Flashback 3 St. Johns County, FL

    When my younger daughter was attending college in St. Augustine, FL, I got to visit her often.  I spent many days out birding the area while she was on campus.  St. Augustine is on the northeast coast of Florida, roughly a 50-minute drive south from Jacksonville.  It is the county seat of St. Johns County and the oldest city in the United States.  It is one of my favorite places to visit.  There are many birding hotspots nearby and the ones I frequented most often were Anastasia State Park, Masters Tract Stormwater Treatment area on Hub Bailey Road and Guana Tolomato Matanzas National Estuarine Research Reserve (GTM NERR).

Today I look back at one day walking through part of the large GTM NERR expanse.  GTM is located in beautiful Ponte Vedra Beach, about a 40-minute drive from St.
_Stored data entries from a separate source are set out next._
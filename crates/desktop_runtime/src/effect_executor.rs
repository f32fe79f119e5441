//! Runtime effect-queue executor for reducer-emitted side effects.

use leptos::*;

use crate::runtime_context::DesktopRuntimeContext;

/// Installs the effect executor that drains reducer-emitted runtime effects in order.
pub fn install(runtime: DesktopRuntimeContext) {
    // The queue is cleared before the drain so effects dispatched from inside the drain land in a
    // fresh batch.
    create_effect(move |_| {
        let queued = runtime.effects.get();
        if queued.is_empty() {
            return;
        }

        runtime.effects.set(Vec::new());

        let host = runtime.host.get_value();
        for effect in queued {
            host.run_runtime_effect(runtime, effect);
        }
    });
}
Augustine.  GTM covers over 76,000 acres and lists over 350 bird species, dozens of reptiles and amphibians and over 500 plant species.  It was at GTM in 2017 that I found my first pileated woodpecker and brown-headed nuthatch.  However, it was an August afternoon in 2018 that I am reminiscing now.  It was a rather mundane day at GTM for Florida birding, my eBird list for that day was only 22 species and all of which I could have also seen in New Jersey.  However, it was another nature encounter that I recall so vividly.
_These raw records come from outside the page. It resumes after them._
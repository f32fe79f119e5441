//! Desktop shell runtime: window management, desktop icons, dock, command routing, and the
//! assistant panel, driven by a single reducer and rendered with Leptos.

pub mod apps;
pub mod assistant;
pub mod command_router;
pub mod components;
pub mod config;
pub mod conversation;
pub mod desktop_items;
pub mod dock;
mod effect_executor;
pub mod gesture;
mod host;
pub mod model;
pub mod reducer;
pub mod render;
mod runtime_context;
pub mod window_manager;

pub use apps::{builtin_desktop_state, AppCatalog, AppEntry};
pub use assistant::{AssistantClient, AssistantError, AssistantErrorKind};
pub use command_router::{CommandIntent, CommandRouter, RouteOutcome};
pub use components::{use_desktop_runtime, DesktopProvider, DesktopRuntimeContext, DesktopShell};
pub use config::{load_assistant_config, AssistantConfig};
pub use conversation::{ConversationEntry, ConversationLog, Sender};
pub use host::DesktopHostContext;
pub use model::*;
pub use reducer::{reduce_desktop, DesktopAction, ReducerError, RuntimeEffect};
//! Runtime assistant configuration.
//!
//! Defaults come from the build (an optional `DESKTOP_ASSISTANT_API_KEY` baked in at compile
//! time); a JSON override stored under [`ASSISTANT_CONFIG_PREF_KEY`] replaces individual fields.

use platform_host::{load_pref_with, PrefsStore};
use serde::{Deserialize, Serialize};
use thiserror::Error;

/// Prefs key holding an [`AssistantConfigOverride`].
pub const ASSISTANT_CONFIG_PREF_KEY: &str = "desktop.assistant.v1";
pub const DEFAULT_ASSISTANT_ENDPOINT: &str = "https://generativelanguage.googleapis.com/v1beta";
pub const DEFAULT_ASSISTANT_MODEL: &str = "gemini-1.5-flash";

#[derive(Debug, Clone, PartialEq, Eq, Error)]
pub enum ConfigError {
    #[error("failed to load assistant config: {0}")]
    Prefs(String),
}

#[derive(Debug, Clone, PartialEq, Eq)]
pub struct AssistantConfig {
    pub api_key: Option<String>,
    pub model: String,
    pub endpoint: String,
}

impl Default for AssistantConfig {
    fn default() -> Self {
        Self {
            api_key: option_env!("DESKTOP_ASSISTANT_API_KEY").map(str::to_string),
            model: DEFAULT_ASSISTANT_MODEL.to_string(),
            endpoint: DEFAULT_ASSISTANT_ENDPOINT.to_string(),
        }
    }
}

impl AssistantConfig {
    /// The API key, or `None` when it is missing or blank.
    pub fn credential(&self) -> Option<&str> {
        self.api_key
            .as_deref()
            .map(str::trim)
            .filter(|key| !key.is_empty())
    }

    /// `generateContent` URL for `api_key`.
    pub fn generate_content_url(&self, api_key: &str) -> String {
        format!(
            "{}/models/{}:generateContent?key={}",
            self.endpoint.trim_end_matches('/'),
            self.model,
            api_key
        )
    }

    pub fn with_override(mut self, overrides: AssistantConfigOverride) -> Self {
        if let Some(api_key) = overrides.api_key {
            self.api_key = Some(api_key);
        }
        if let Some(model) = overrides.model.filter(|m| !m.trim().is_empty()) {
            self.model = model;
        }
        if let Some(endpoint) = overrides.endpoint.filter(|e| !e.trim().is_empty()) {
            self.endpoint = endpoint;
        }
        self
    }
}

/// Persisted override; absent fields keep the build default.
#[derive(Debug, Clone, PartialEq, Eq, Default, Serialize, Deserialize)]
pub struct AssistantConfigOverride {
    #[serde(default)]
    pub api_key: Option<String>,
    #[serde(default)]
    pub model: Option<String>,
    #[serde(default)]
    pub endpoint: Option<String>,
}

/// Loads the effective assistant configuration from `prefs`.
///
/// # Errors
///
/// Returns [`ConfigError::Prefs`] when the store fails or the stored override is malformed.
pub async fn load_assistant_config(
    prefs: &dyn PrefsStore,
) -> Result<AssistantConfig, ConfigError> {
    let overrides =
        load_pref_with::<_, AssistantConfigOverride>(prefs, ASSISTANT_CONFIG_PREF_KEY)
            .await
            .map_err(ConfigError::Prefs)?;
    Ok(match overrides {
        Some(overrides) => AssistantConfig::default().with_override(overrides),
        None => AssistantConfig::default(),
    })
}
I was about an hour into my walk, maybe about halfway through the five-plus miles I covered that day.  I'm not sure exactly how far from the trail head I was, but it was in the same spot I was where I spotted the pileated woodpecker and brown-headed nuthatch about ten months earlier.  Having no luck finding those two birds again, I continued along the trail.  Just a hundred yards or two ahead I had to walk around a tree that was in the middle of the trail.  I stopped when I heard a strange sound.  It took a few seconds for the sound to register in my mind.  It was an Eastern diamondback rattlesnake.

I had never encountered a rattlesnake, but trust me, when you hear that tail rattling, you know.  Needless to say, the hair on the back of my neck began to rise.  Unlike rushing into a burning building or driving the NJ Turnpike during morning rush hour, this was a whole other level of scary.  I had no idea where it was, and while frozen in my stance, I glanced down and there it was.  About six feet away from where I stood, coiled up and shaking its tail.  Instantly, I felt the coolness in my extremities as my blood began to recede.  I don't want to use expletives here, but my mind was filled with them.  I stood motionless as the seconds felt like minutes.  From what I remembered; rattlesnakes can only strike from a coiled position.  Great, it was like a pistol with the hammer pulled back.  I knew that the snake's rattle was its way of saying, "This is your last warning before I strike."

I had to move and move quick.  As the snake was in front of me, and logs and trees were behind me, my only options were laterally left or right.  With a long sidestep right, followed by a couple really quick middle-aged fleeing man steps more, I stopped.  I looked back and the snake was holding its position.  Whew!

Now, this is when I have to say, don't try this on your own.  After safely escaping harm's way, I allowed my insanity to overcome me.  I needed a picture.  I took a few steps back towards the snake and snapped a shot.  The snake rattled again.  Enough said.  I quickly retreated again and continued along the trail.  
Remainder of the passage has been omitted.